┌──
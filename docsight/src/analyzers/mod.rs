//! Tabular analysis: profiling, statistics, correlations and downstream consumers.
//!
//! ## Available Analyzers
//!
//! - **Cells** (`cell`): the loosely-typed cell values parsers produce
//! - **Type Inference** (`inference`): boolean → numeric → date classification and the type vote
//! - **Statistics** (`stats`): two-pass numeric statistics and categorical mode
//! - **Correlation** (`correlation`): pairwise Pearson discovery over numeric columns
//! - **Tabular Profiler** (`profiler`): the end-to-end profile of a parsed table
//! - **Data Quality** (`quality`): completeness, consistency and validity scoring
//! - **Chart Recommendations** (`charts`): rule-based visualization suggestions
//!
//! ## Example Usage
//!
//! ```rust
//! use docsight::analyzers::{QualityAssessor, Row, TabularProfiler};
//!
//! let headers = ["city", "temperature"];
//! let rows: Vec<Row> = vec![
//!     Row::new().with("city", "Oslo").with("temperature", 4.5),
//!     Row::new().with("city", "Lima").with("temperature", 19.0),
//!     Row::new().with("city", "Oslo").with("temperature", ""),
//! ];
//!
//! let profiler = TabularProfiler::new();
//! let analysis = profiler.profile(&headers, &rows);
//! let quality = QualityAssessor::new().assess(&analysis, profiler.sample(&rows));
//!
//! assert_eq!(analysis.columns[1].null_count, 1);
//! assert!(quality.completeness < 100.0);
//! ```

pub mod cell;
pub mod charts;
pub mod correlation;
pub mod inference;
pub mod profiler;
pub mod quality;
pub mod stats;

pub use cell::{parse_number, Cell, CellKey, Row};
pub use charts::{
    AnalysisGoal, ChartConfig, ChartRecommender, ChartRule, ChartSuggestion, ComparisonRule,
    CompositionRule, DistributionRule, HeatmapRule, RelationshipRule, TrendRule,
};
pub use correlation::{CorrelationPair, CorrelationState, CorrelationStrength};
pub use inference::{InferredType, TypeVote};
pub use profiler::{
    ColumnProfile, DatasetAnalysis, DatasetSummary, ProfilerConfig, ProfilerProgress,
    TabularProfiler, TabularProfilerBuilder,
};
pub use quality::{IssueType, QualityAssessment, QualityAssessor, QualityIssue, Severity};
pub use stats::{ColumnStats, NumericStats};
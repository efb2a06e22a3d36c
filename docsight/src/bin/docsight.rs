//! docsight command line interface
//!
//! Profiles CSV files and outlines plain-text documents.

use std::path::{Path, PathBuf};

use anyhow::{Context, Result};
use clap::{Parser, Subcommand, ValueEnum};
use docsight::analyzers::{AnalysisGoal, ChartRecommender, QualityAssessor, TabularProfiler};
use docsight::formatters::{DatasetReport, FormatterConfig, HumanFormatter, JsonFormatter, ResultFormatter};
use docsight::ingest::{DocumentParser, FileFormat, ParserSet, PlainTextParser};
use docsight::logging::setup::{init_logging, LoggingConfig};
use docsight::structure::{StructureConfig, StructureExtractor};
use tracing::Level;

#[derive(Parser, Debug)]
#[command(name = "docsight", author, version, about, long_about = None)]
struct Cli {
    #[command(subcommand)]
    command: Command,

    /// Enable debug logging
    #[arg(short, long, global = true)]
    verbose: bool,

    /// Emit logs as JSON lines on stderr
    #[arg(long, global = true)]
    log_json: bool,

    /// Output format
    #[arg(long, value_enum, default_value = "human", global = true)]
    format: OutputFormat,

    /// Disable ANSI colors in human output
    #[arg(long, global = true)]
    no_color: bool,
}

#[derive(Subcommand, Debug)]
enum Command {
    /// Profile a CSV file
    Profile {
        path: PathBuf,

        /// Rows to analyze (default: min(1000, rows))
        #[arg(long)]
        sample_size: Option<usize>,

        /// Skip type inference and statistics
        #[arg(long)]
        no_types: bool,

        /// Skip correlation discovery
        #[arg(long)]
        no_correlations: bool,

        /// Goal used to rank chart suggestions
        #[arg(long, default_value = "overview")]
        goal: AnalysisGoal,
    },
    /// Extract the heading and section outline of a text file
    Structure {
        path: PathBuf,

        /// Treat "1. Item" lines as list items only, not headings
        #[arg(long)]
        numbered_as_lists: bool,
    },
}

#[derive(Debug, Clone, Copy, ValueEnum)]
enum OutputFormat {
    Human,
    Json,
}

fn main() -> Result<()> {
    let cli = Cli::parse();

    let logging = if cli.verbose {
        LoggingConfig::development()
    } else {
        LoggingConfig::default().with_docsight_level(Level::WARN)
    };
    init_logging(logging.with_json_format(cli.log_json))?;

    let formatter: Box<dyn ResultFormatter> = match cli.format {
        OutputFormat::Json => Box::new(JsonFormatter::new()),
        OutputFormat::Human => Box::new(HumanFormatter::with_config(
            FormatterConfig::default().with_colors(!cli.no_color),
        )),
    };

    let output = match cli.command {
        Command::Profile {
            path,
            sample_size,
            no_types,
            no_correlations,
            goal,
        } => {
            let bytes = read(&path)?;
            let file_name = file_name(&path);
            let format = FileFormat::for_data_file(&file_name, "")
                .with_context(|| format!("cannot profile {}", path.display()))?;
            let table = ParserSet::new()
                .parse_table(format, &bytes)
                .with_context(|| format!("failed to parse {}", path.display()))?;

            let profiler = TabularProfiler::builder()
                .sample_size_opt(sample_size)
                .detect_types(!no_types)
                .find_correlations(!no_correlations)
                .build();
            let analysis = profiler.profile(&table.headers, &table.rows);
            let quality = QualityAssessor::new().assess(&analysis, profiler.sample(&table.rows));
            let charts = ChartRecommender::with_default_rules().recommend(&analysis, goal);

            formatter.format_dataset(
                &DatasetReport::new(analysis)
                    .with_quality(quality)
                    .with_charts(charts),
            )?
        }
        Command::Structure {
            path,
            numbered_as_lists,
        } => {
            let bytes = read(&path)?;
            let extracted = PlainTextParser.extract_text(&bytes)?;
            let extractor = StructureExtractor::with_config(
                StructureConfig::default().numbered_lines_as_headings(!numbered_as_lists),
            );
            formatter.format_structure(&extractor.extract(&extracted.text))?
        }
    };

    println!("{output}");
    Ok(())
}

fn read(path: &Path) -> Result<Vec<u8>> {
    std::fs::read(path).with_context(|| format!("failed to read {}", path.display()))
}

fn file_name(path: &Path) -> String {
    path.file_name()
        .map(|name| name.to_string_lossy().into_owned())
        .unwrap_or_default()
}
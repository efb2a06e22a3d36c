//! Example running a CSV upload and a text document through the processor.
//!
//! Storage is in memory and embeddings come from the local hashing model, so
//! nothing here needs network access. Run with `RUST_LOG=docsight=debug` to see
//! the pipeline's log events.

use std::sync::Arc;

use docsight::embedding::HashingEmbedder;
use docsight::logging::setup::{init_logging, LoggingConfig};
use docsight::processing::{DataFileRequest, DocumentRequest, UploadProcessor};
use docsight::repository::{BlobStore, Caller, InMemoryBlobStore, InMemoryRepository, UploadRepository};
use docsight::templates::{DocumentTemplate, SimilarityOptions, TemplateLibrary};

const ORDERS: &str = "\
order_date,units,unit_price,revenue,channel
2024-03-01,12,9.5,114,web
2024-03-02,7,9.5,66.5,store
2024-03-03,15,9.0,135,web
2024-03-04,9,9.5,85.5,web
2024-03-05,21,8.5,178.5,store
2024-03-06,,9.5,,web
";

const PROPOSAL: &str = "\
PROJECT PROPOSAL
We propose migrating the reporting stack over two quarters.

1. Scope
- Consolidate the nightly exports
- Retire the legacy dashboard

Section 2 Budget
| Item | Cost |
| Migration | 40k |
";

#[tokio::main]
async fn main() -> docsight::error::Result<()> {
    init_logging(LoggingConfig::development())?;

    let repository = Arc::new(InMemoryRepository::new());
    let blobs = Arc::new(InMemoryBlobStore::new());
    let embedder = Arc::new(HashingEmbedder::new(128));

    let processor = UploadProcessor::builder()
        .repository(repository.clone())
        .blob_store(blobs.clone())
        .embedder(embedder.clone())
        .build()?;

    let caller = Caller::new("member-42", "acme");

    // Tabular upload
    let blob_id = blobs.put(ORDERS.as_bytes().to_vec()).await?;
    let data = processor
        .process_data_file(&caller, DataFileRequest::new(blob_id, "orders.csv", "text/csv"))
        .await?;

    println!("== {} rows, {} columns", data.row_count, data.headers.len());
    for column in &data.analysis.columns {
        println!(
            "  {:<12} {:<8} nulls={} unique={}",
            column.name, column.inferred_type, column.null_count, column.unique_count
        );
    }
    for pair in &data.analysis.correlations {
        println!("  {} ~ {}: {} ({})", pair.column1, pair.column2, pair.correlation, pair.strength);
    }
    println!("  quality: {}", data.quality.overall_score);
    for chart in &data.charts {
        println!("  chart: {} ({:.2})", chart.chart_type, chart.confidence);
    }

    // Document upload
    let blob_id = blobs.put(PROPOSAL.as_bytes().to_vec()).await?;
    let document = processor
        .process_document(&caller, DocumentRequest::new(blob_id, "proposal.txt", "text/plain"))
        .await?;

    if let Some(structure) = &document.structure {
        println!("== {} headings, {} words", structure.headings.len(), structure.word_count);
        for heading in &structure.headings {
            println!("  line {:>2}: {}", heading.line_number, heading.text);
        }
    }

    // Match the document against the company's templates
    let mut library = TemplateLibrary::new();
    library.insert(DocumentTemplate::new(
        "tpl-proposal",
        "acme",
        "Project proposal",
        "proposal",
        document.embedding.clone(),
    ));
    let matches = library.find_similar(
        &document.embedding,
        &caller.company_id,
        &SimilarityOptions::default().template_type("proposal"),
    )?;
    for hit in matches {
        println!("  template {} scored {:.3}", hit.template_name, hit.score);
    }

    let stored = repository.list_documents(&caller).await?;
    println!("== {} document record(s) stored", stored.len());

    Ok(())
}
└──
# Problem:
Please state how many lines in the listing contain the string "OutputFormat", and give nothing besides that number.

# Answer space:
4